■ Saved data entries ■
■ ■ ■ ■

//! Board module - manages the locked-cell grid
//!
//! The board is a 10x20 grid where each cell can be empty or filled with a piece kind.
//! Uses a flat array for better cache locality and zero-allocation.
//! Coordinates: (x, y) where x ranges 0..9 (left to right), y ranges 0..19 (top to bottom).
//! Rows above the top (y < 0) are a staging area for freshly spawned pieces: they are
//! never stored and never collide, so [`Board::is_occupied`] reports them empty.

use arrayvec::ArrayVec;

use crate::types::{Cell, PieceKind, BOARD_HEIGHT, BOARD_WIDTH};

/// Total number of cells on the board
const BOARD_SIZE: usize = (BOARD_WIDTH * BOARD_HEIGHT) as usize;

/// The game board - 10 columns x 20 rows using flat array storage
#[derive(Debug, Clone, PartialEq)]
pub struct Board {
    /// Flat array of cells, row-major order (y * WIDTH + x)
    cells: [Cell; BOARD_SIZE],
}

impl Board {
    /// Create a new empty board
    pub fn new() -> Self {
        Self {
            cells: [None; BOARD_SIZE],
        }
    }

    /// Calculate flat index from (x, y) coordinates
    #[inline(always)]
    fn index(x: i8, y: i8) -> Option<usize> {
        if x < 0 || x >= BOARD_WIDTH as i8 || y < 0 || y >= BOARD_HEIGHT as i8 {
            return None;
        }
        Some((y as usize) * (BOARD_WIDTH as usize) + (x as usize))
    }

    /// Get width of the board
    pub fn width(&self) -> u8 {
        BOARD_WIDTH
    }

    /// Get height of the board
    pub fn height(&self) -> u8 {
        BOARD_HEIGHT
    }

    /// Get cell at position (x, y)
    /// Returns None if outside the stored grid
    pub fn get(&self, x: i8, y: i8) -> Option<Cell> {
        Self::index(x, y).map(|idx| self.cells[idx])
    }

    /// Set cell at position (x, y)
    /// Returns false if outside the stored grid
    pub fn set(&mut self, x: i8, y: i8, cell: Cell) -> bool {
        match Self::index(x, y) {
            Some(idx) => {
                self.cells[idx] = cell;
                true
            }
            None => false,
        }
    }

    /// Collision query for piece placement. Side walls and the floor count
    /// as occupied, the staging rows above the top count as empty, and
    /// stored cells report whether a piece is locked there.
    pub fn is_occupied(&self, x: i8, y: i8) -> bool {
        if x < 0 || x >= BOARD_WIDTH as i8 {
            return true;
        }
        if y >= BOARD_HEIGHT as i8 {
            return true;
        }
        if y < 0 {
            return false;
        }
        matches!(self.get(x, y), Some(Some(_)))
    }

    /// Check if a row is completely filled
    pub fn is_row_full(&self, y: usize) -> bool {
        if y >= BOARD_HEIGHT as usize {
            return false;
        }
        let start = y * BOARD_WIDTH as usize;
        let end = start + BOARD_WIDTH as usize;
        self.cells[start..end].iter().all(|cell| cell.is_some())
    }

    /// Write a piece's absolute cells onto the board. Cells still in the
    /// staging rows above the top are dropped rather than stored; callers
    /// validate the placement before locking.
    pub fn lock(&mut self, cells: &[(i8, i8)], kind: PieceKind) {
        for &(x, y) in cells {
            self.set(x, y, Some(kind));
        }
    }

    /// True when any locked cell sits in a row strictly above `row`.
    pub fn any_locked_above(&self, row: i8) -> bool {
        let limit = row.clamp(0, BOARD_HEIGHT as i8) as usize;
        self.cells[..limit * BOARD_WIDTH as usize]
            .iter()
            .any(|cell| cell.is_some())
    }

    /// Clear all full rows and return their indices in ascending order
    /// (top row first). Uses a two-pointer compaction so surviving rows
    /// move at most once, with zero allocation.
    pub fn clear_full_rows(&mut self) -> ArrayVec<usize, 4> {
        let mut cleared_rows = ArrayVec::new();
        let width = BOARD_WIDTH as usize;
        let mut write_y = BOARD_HEIGHT as usize;

        // Scan from bottom to top
        for read_y in (0..BOARD_HEIGHT as usize).rev() {
            if self.is_row_full(read_y) {
                // This row is full, record it and skip
                cleared_rows.push(read_y);
            } else {
                // This row is not full, move it down to the write position
                write_y -= 1;
                if write_y != read_y {
                    // Copy row using copy_within (no allocation, handles overlap)
                    let src_start = read_y * width;
                    let dst_start = write_y * width;
                    self.cells
                        .copy_within(src_start..src_start + width, dst_start);
                }
            }
        }

        // Clear the remaining rows at the top
        for y in 0..write_y {
            let start = y * width;
            let end = start + width;
            for cell in &mut self.cells[start..end] {
                *cell = None;
            }
        }

        // Reverse the bottom-up scan order
        cleared_rows.reverse();
        cleared_rows
    }

    /// Get a reference to the internal cells array
    pub fn cells(&self) -> &[Cell] {
        &self.cells
    }

    /// Clear the entire board
    pub fn clear(&mut self) {
        for cell in &mut self.cells {
            *cell = None;
        }
    }
}

impl Default for Board {
    fn default() -> Self {
        Self::new()
    }
}

#[cfg(test)]
mod tests {
    use super::*;

    fn fill_row(board: &mut Board, y: i8, kind: PieceKind) {
        for x in 0..BOARD_WIDTH as i8 {
            board.set(x, y, Some(kind));
        }
    }

    #[test]
    fn test_board_index_calculation() {
        assert_eq!(Board::index(0, 0), Some(0));
        assert_eq!(Board::index(9, 0), Some(9));
        assert_eq!(Board::index(0, 1), Some(10));
        assert_eq!(Board::index(9, 19), Some(199));
        assert_eq!(Board::index(-1, 0), None);
        assert_eq!(Board::index(10, 0), None);
        assert_eq!(Board::index(0, 20), None);
    }

    #[test]
    fn test_board_get_set() {
        let mut board = Board::new();

        assert!(board.set(0, 0, Some(PieceKind::I)));
        assert!(board.set(5, 10, Some(PieceKind::T)));
        assert!(!board.set(0, -1, Some(PieceKind::O)));
        assert!(!board.set(10, 0, Some(PieceKind::O)));

        assert_eq!(board.get(0, 0), Some(Some(PieceKind::I)));
        assert_eq!(board.get(5, 10), Some(Some(PieceKind::T)));
        assert_eq!(board.get(1, 1), Some(None));
        assert_eq!(board.get(0, -1), None);

        // Verify internal array
        assert_eq!(board.cells[0], Some(PieceKind::I));
        assert_eq!(board.cells[10 * 10 + 5], Some(PieceKind::T));
    }

    #[test]
    fn test_occupied_walls_floor_and_staging_rows() {
        let board = Board::new();

        // Side walls block at any height, even above the top
        assert!(board.is_occupied(-1, 5));
        assert!(board.is_occupied(10, 5));
        assert!(board.is_occupied(-1, -1));

        // The floor blocks
        assert!(board.is_occupied(0, 20));
        assert!(board.is_occupied(9, 25));

        // Staging rows above the top are always free
        assert!(!board.is_occupied(0, -1));
        assert!(!board.is_occupied(9, -3));

        // Empty in-grid cells are free
        assert!(!board.is_occupied(4, 10));
    }

    #[test]
    fn test_occupied_sees_locked_cells() {
        let mut board = Board::new();
        board.set(4, 10, Some(PieceKind::Z));

        assert!(board.is_occupied(4, 10));
        assert!(!board.is_occupied(4, 9));
    }

    #[test]
    fn test_lock_drops_cells_above_the_top() {
        let mut board = Board::new();
        board.lock(&[(4, -1), (3, 0), (4, 0), (5, 0)], PieceKind::T);

        assert_eq!(board.get(3, 0), Some(Some(PieceKind::T)));
        assert_eq!(board.get(4, 0), Some(Some(PieceKind::T)));
        assert_eq!(board.get(5, 0), Some(Some(PieceKind::T)));
        // (4, -1) had nowhere to go and the rest of the grid stays empty
        assert_eq!(board.cells().iter().filter(|c| c.is_some()).count(), 3);
    }

    #[test]
    fn test_is_row_full() {
        let mut board = Board::new();
        assert!(!board.is_row_full(19));
        assert!(!board.is_row_full(20));

        fill_row(&mut board, 19, PieceKind::J);
        assert!(board.is_row_full(19));

        board.set(0, 19, None);
        assert!(!board.is_row_full(19));
    }

    #[test]
    fn test_clear_single_row_shifts_rows_down() {
        let mut board = Board::new();
        fill_row(&mut board, 19, PieceKind::I);
        board.set(0, 18, Some(PieceKind::L));

        let cleared = board.clear_full_rows();
        assert_eq!(cleared.as_slice(), &[19]);

        // The marker from row 18 lands on row 19, row 18 is now empty
        assert_eq!(board.get(0, 19), Some(Some(PieceKind::L)));
        assert_eq!(board.get(0, 18), Some(None));
        assert_eq!(board.cells().iter().filter(|c| c.is_some()).count(), 1);
    }

    #[test]
    fn test_clear_renumbers_around_surviving_rows() {
        let mut board = Board::new();
        // Full rows 16, 18, 19 with survivor markers on 17 and 15
        fill_row(&mut board, 16, PieceKind::S);
        fill_row(&mut board, 18, PieceKind::S);
        fill_row(&mut board, 19, PieceKind::S);
        board.set(2, 17, Some(PieceKind::O));
        board.set(5, 15, Some(PieceKind::J));

        let cleared = board.clear_full_rows();
        assert_eq!(cleared.as_slice(), &[16, 18, 19]);

        // Survivors compact to the bottom: 17 -> 19, 15 -> 18
        assert_eq!(board.get(2, 19), Some(Some(PieceKind::O)));
        assert_eq!(board.get(5, 18), Some(Some(PieceKind::J)));
        assert_eq!(board.cells().iter().filter(|c| c.is_some()).count(), 2);
    }

    #[test]
    fn test_clear_without_full_rows_changes_nothing() {
        let mut board = Board::new();
        board.set(0, 19, Some(PieceKind::T));
        board.set(9, 18, Some(PieceKind::Z));
        board.set(4, 0, Some(PieceKind::I));
        let before = board.clone();

        let cleared = board.clear_full_rows();
        assert!(cleared.is_empty());
        assert_eq!(board, before);
    }

    #[test]
    fn test_any_locked_above() {
        let mut board = Board::new();
        assert!(!board.any_locked_above(1));

        board.set(0, 5, Some(PieceKind::L));
        assert!(!board.any_locked_above(1));
        assert!(board.any_locked_above(6));

        board.set(3, 0, Some(PieceKind::L));
        assert!(board.any_locked_above(1));
    }

    #[test]
    fn test_clear_board() {
        let mut board = Board::new();
        fill_row(&mut board, 10, PieceKind::S);
        board.clear();
        assert!(board.cells().iter().all(|c| c.is_none()));
    }
}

■ ■ ■ ■

■ INSTRUCTIONS TO FOLLOW ■
Return exactly the lines above from the line that has "impl Default for" through the line that has "assert!(board.is_occupied(-1, 5));", inclusive, and nothing else.

■ EXERCISE OUTPUT ■
impl Default for Board {
    fn default() -> Self {
        Self::new()
    }
}

#[cfg(test)]
mod tests {
    use super::*;

    fn fill_row(board: &mut Board, y: i8, kind: PieceKind) {
        for x in 0..BOARD_WIDTH as i8 {
            board.set(x, y, Some(kind));
        }
    }

    #[test]
    fn test_board_index_calculation() {
        assert_eq!(Board::index(0, 0), Some(0));
        assert_eq!(Board::index(9, 0), Some(9));
        assert_eq!(Board::index(0, 1), Some(10));
        assert_eq!(Board::index(9, 19), Some(199));
        assert_eq!(Board::index(-1, 0), None);
        assert_eq!(Board::index(10, 0), None);
        assert_eq!(Board::index(0, 20), None);
    }

    #[test]
    fn test_board_get_set() {
        let mut board = Board::new();

        assert!(board.set(0, 0, Some(PieceKind::I)));
        assert!(board.set(5, 10, Some(PieceKind::T)));
        assert!(!board.set(0, -1, Some(PieceKind::O)));
        assert!(!board.set(10, 0, Some(PieceKind::O)));

        assert_eq!(board.get(0, 0), Some(Some(PieceKind::I)));
        assert_eq!(board.get(5, 10), Some(Some(PieceKind::T)));
        assert_eq!(board.get(1, 1), Some(None));
        assert_eq!(board.get(0, -1), None);

        // Verify internal array
        assert_eq!(board.cells[0], Some(PieceKind::I));
        assert_eq!(board.cells[10 * 10 + 5], Some(PieceKind::T));
    }

    #[test]
    fn test_occupied_walls_floor_and_staging_rows() {
        let board = Board::new();

        // Side walls block at any height, even above the top
        assert!(board.is_occupied(-1, 5));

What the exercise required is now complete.